Prose from Poetry Magazine

Introduction

Robert Lax: master minimalist.

BY Michael N. McGregor

Originally Published: December 01, 2015

In the fall of 1962, at the rather late age of forty-six, Robert Lax left his native New York to try living in Greece. Except for short excursions to earn money or give readings or, for one longer and more painful period, escape the threats that came from being thought a spy, he lived on various remote islands there, among fishermen and sponge divers, for the next thirty-eight years. As a result of his long absence and his concurrent turn in a more experimental direction, his poetry remained less known and less appreciated in the US than it might have been. By the time he died in 2000 he had long been, as Richard Kostelanetz once wrote, “among America’s greatest experimental poets, a true minimalist who can weave awesome poems from remarkably few words.” But only a few perceptive critics and a handful of readers knew it.

Related Poem:
From December 2015 Poetry

Kalymnos: November 29, 1968

The year Lax left for Greece, Journeyman Press, an imprint Emil Antonucci founded to publish Lax’s work, issued only his second book, the somewhat cryptically and blandly titled New Poems. A slender volume of daringly spare, experimental verse, the book perplexed those like Denise Levertov who had praised the lyricism, 
imagery, and sonic quality of his first collection, The Circus of the Sun.

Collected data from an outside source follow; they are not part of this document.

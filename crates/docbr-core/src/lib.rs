//! Core library for Brazilian patient-document data extraction.
//!
//! This crate provides:
//! - Document classification (identity document vs. health-insurance card)
//! - Rule-based field extraction (name, CPF, RG, card number, plan, dates, sex)
//! - Value normalization into a canonical `ExtractedRecord`
//! - Pipeline orchestration with a legacy-heuristic fallback strategy
//!
//! The pipeline consumes OCR transcripts produced elsewhere; it never performs
//! OCR, I/O, or persistence itself.

pub mod classify;
pub mod error;
pub mod extract;
pub mod models;
pub mod normalize;
pub mod pipeline;
pub mod rules;
pub mod text;

pub use classify::classify;
pub use error::{DocbrError, ExtractionError, Result};
pub use models::config::PipelineConfig;
pub use models::record::{
    DocumentContext, DocumentType, ExtractedRecord, ExtractionMethod, Sex,
};
pub use pipeline::{ExtractionStrategy, LegacyStrategy, ModernStrategy, Orchestrator};
pub use rules::{FieldCandidate, FieldName, RuleTier};
pub use text::RawText;
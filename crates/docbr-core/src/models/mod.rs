//! Data models for the extraction pipeline.

pub mod config;
pub mod record;

pub use config::PipelineConfig;
pub use record::{DocumentContext, DocumentType, ExtractedRecord, ExtractionMethod, Sex};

“Robert Lax’s work of recent years saddens me sometimes,” Levertov wrote in 1968, “because I believe so deeply that the mainstream of poetry is aural — sonic — not visual; and I found in ‘The sunset city    ...    ’ [from The Circus of the Sun] and others of his earlier poems such especially impressive examples of the sonic.” She went on to say, however, that some of his more recent poems were pleasingly sonic in nature. “I am thinking particularly of ‘Sea/Sun/Stone,’” she wrote,

in which the repeated words, when the poem is read aloud properly, bring about in the imagination a more profound sense of their meaning till by the end of the poem we are hot with the sun on stone and our [ears] are filled with the susurrations of the sea and our eyes with its dazzle.

What Levertov was hearing and sensing was a new kind of stripped-down, rhythmic approach to poetry evoking an ancient world, a simple amalgam of sights and sounds and sensuous feelings as old as the Bible or Homer.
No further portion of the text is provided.